Saved entries
******************************
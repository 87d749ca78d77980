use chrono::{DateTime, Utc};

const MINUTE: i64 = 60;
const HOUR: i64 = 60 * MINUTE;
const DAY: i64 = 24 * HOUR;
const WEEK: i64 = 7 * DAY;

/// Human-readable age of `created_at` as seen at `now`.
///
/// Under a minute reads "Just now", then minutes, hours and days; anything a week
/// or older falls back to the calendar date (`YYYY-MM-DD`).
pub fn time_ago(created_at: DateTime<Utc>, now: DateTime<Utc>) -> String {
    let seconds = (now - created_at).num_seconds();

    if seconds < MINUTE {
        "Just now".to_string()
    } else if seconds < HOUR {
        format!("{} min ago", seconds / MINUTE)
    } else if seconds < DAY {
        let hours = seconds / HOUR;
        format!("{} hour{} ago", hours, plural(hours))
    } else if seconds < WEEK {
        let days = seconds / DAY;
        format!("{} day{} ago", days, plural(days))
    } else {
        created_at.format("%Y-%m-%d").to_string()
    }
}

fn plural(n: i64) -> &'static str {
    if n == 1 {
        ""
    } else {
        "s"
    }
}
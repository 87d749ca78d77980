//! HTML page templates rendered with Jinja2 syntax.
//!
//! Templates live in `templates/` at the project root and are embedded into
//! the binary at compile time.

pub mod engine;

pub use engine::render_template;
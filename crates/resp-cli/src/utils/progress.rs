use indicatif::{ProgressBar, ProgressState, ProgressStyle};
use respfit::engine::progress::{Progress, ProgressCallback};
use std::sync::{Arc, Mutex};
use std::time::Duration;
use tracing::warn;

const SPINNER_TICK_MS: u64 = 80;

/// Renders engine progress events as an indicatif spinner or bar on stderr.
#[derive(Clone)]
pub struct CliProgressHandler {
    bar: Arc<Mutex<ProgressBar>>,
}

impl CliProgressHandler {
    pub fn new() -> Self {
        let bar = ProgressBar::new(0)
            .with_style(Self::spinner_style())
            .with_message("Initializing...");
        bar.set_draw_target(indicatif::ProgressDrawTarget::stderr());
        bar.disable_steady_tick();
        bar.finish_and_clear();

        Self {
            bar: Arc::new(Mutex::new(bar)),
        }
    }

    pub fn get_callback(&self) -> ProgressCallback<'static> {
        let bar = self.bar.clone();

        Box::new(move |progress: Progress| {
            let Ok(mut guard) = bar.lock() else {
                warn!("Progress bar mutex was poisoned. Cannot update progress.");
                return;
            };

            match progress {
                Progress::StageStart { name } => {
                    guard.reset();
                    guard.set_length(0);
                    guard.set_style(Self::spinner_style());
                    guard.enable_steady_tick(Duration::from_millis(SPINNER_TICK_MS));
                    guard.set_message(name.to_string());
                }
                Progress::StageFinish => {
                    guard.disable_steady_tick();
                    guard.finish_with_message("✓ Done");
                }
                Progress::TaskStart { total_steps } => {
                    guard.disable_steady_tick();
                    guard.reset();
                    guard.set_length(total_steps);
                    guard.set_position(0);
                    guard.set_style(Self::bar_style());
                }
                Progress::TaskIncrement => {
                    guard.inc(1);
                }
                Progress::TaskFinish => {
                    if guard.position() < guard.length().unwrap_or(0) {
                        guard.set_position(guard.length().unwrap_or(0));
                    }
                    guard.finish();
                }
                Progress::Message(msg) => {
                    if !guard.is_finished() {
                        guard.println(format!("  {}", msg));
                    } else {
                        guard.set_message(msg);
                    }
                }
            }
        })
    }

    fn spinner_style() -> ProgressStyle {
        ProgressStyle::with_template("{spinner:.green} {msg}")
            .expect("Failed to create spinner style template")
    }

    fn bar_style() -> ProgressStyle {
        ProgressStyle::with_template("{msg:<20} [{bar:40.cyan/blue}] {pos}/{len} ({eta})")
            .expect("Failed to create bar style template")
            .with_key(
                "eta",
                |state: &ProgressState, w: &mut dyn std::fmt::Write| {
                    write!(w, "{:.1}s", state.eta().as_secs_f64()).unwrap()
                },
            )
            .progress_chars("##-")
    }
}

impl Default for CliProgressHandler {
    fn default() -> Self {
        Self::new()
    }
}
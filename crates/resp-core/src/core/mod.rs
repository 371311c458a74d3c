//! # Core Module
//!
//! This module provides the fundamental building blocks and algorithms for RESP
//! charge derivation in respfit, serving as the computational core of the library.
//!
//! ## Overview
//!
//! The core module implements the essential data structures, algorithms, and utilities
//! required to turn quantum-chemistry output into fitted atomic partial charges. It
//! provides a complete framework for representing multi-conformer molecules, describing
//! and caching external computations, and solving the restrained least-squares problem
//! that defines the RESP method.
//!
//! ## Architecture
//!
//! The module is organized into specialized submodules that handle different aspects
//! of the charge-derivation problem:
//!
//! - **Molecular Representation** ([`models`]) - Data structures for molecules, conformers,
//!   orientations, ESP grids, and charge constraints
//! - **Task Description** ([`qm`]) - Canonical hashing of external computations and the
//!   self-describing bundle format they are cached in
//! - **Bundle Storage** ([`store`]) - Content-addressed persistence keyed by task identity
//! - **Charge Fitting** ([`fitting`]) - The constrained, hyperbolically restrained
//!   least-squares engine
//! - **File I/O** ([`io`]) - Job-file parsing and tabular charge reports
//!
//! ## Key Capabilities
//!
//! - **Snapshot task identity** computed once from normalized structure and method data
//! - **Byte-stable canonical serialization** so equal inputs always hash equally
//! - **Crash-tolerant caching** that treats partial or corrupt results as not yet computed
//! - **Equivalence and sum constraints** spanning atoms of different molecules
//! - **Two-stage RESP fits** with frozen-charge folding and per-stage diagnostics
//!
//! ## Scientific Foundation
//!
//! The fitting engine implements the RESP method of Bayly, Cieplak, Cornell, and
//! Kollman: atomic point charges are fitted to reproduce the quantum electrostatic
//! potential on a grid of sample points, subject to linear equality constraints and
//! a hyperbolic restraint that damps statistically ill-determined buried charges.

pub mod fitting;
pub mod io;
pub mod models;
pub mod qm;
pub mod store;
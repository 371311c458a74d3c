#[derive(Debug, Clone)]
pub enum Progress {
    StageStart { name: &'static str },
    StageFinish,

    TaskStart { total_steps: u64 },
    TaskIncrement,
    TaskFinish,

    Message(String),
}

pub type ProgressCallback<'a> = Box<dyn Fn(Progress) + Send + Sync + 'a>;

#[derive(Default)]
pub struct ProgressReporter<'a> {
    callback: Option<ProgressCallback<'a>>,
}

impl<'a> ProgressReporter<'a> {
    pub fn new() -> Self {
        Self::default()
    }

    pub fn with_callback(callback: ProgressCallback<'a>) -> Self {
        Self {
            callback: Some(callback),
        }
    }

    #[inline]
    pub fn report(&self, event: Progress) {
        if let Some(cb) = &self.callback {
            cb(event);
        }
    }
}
******************************
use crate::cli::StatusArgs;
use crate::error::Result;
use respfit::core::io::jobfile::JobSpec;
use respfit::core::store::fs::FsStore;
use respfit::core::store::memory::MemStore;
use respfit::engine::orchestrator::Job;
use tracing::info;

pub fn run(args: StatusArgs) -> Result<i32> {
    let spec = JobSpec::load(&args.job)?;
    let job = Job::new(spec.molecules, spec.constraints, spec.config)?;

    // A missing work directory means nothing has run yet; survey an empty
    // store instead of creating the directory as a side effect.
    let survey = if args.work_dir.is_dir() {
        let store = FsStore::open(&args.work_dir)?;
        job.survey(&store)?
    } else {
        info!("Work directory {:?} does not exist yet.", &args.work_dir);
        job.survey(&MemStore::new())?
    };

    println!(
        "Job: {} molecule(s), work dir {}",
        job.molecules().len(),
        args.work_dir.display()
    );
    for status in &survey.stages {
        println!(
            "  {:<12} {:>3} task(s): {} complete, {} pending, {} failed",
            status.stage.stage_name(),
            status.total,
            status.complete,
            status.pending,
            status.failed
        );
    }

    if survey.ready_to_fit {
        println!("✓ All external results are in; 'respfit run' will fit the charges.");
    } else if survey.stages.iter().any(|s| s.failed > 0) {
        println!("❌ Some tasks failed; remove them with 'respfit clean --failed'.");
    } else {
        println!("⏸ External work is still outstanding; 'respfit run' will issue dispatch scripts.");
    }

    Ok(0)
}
******************************
Lines containing "JobSpec" in the records above: how many are there? Give only the number.

2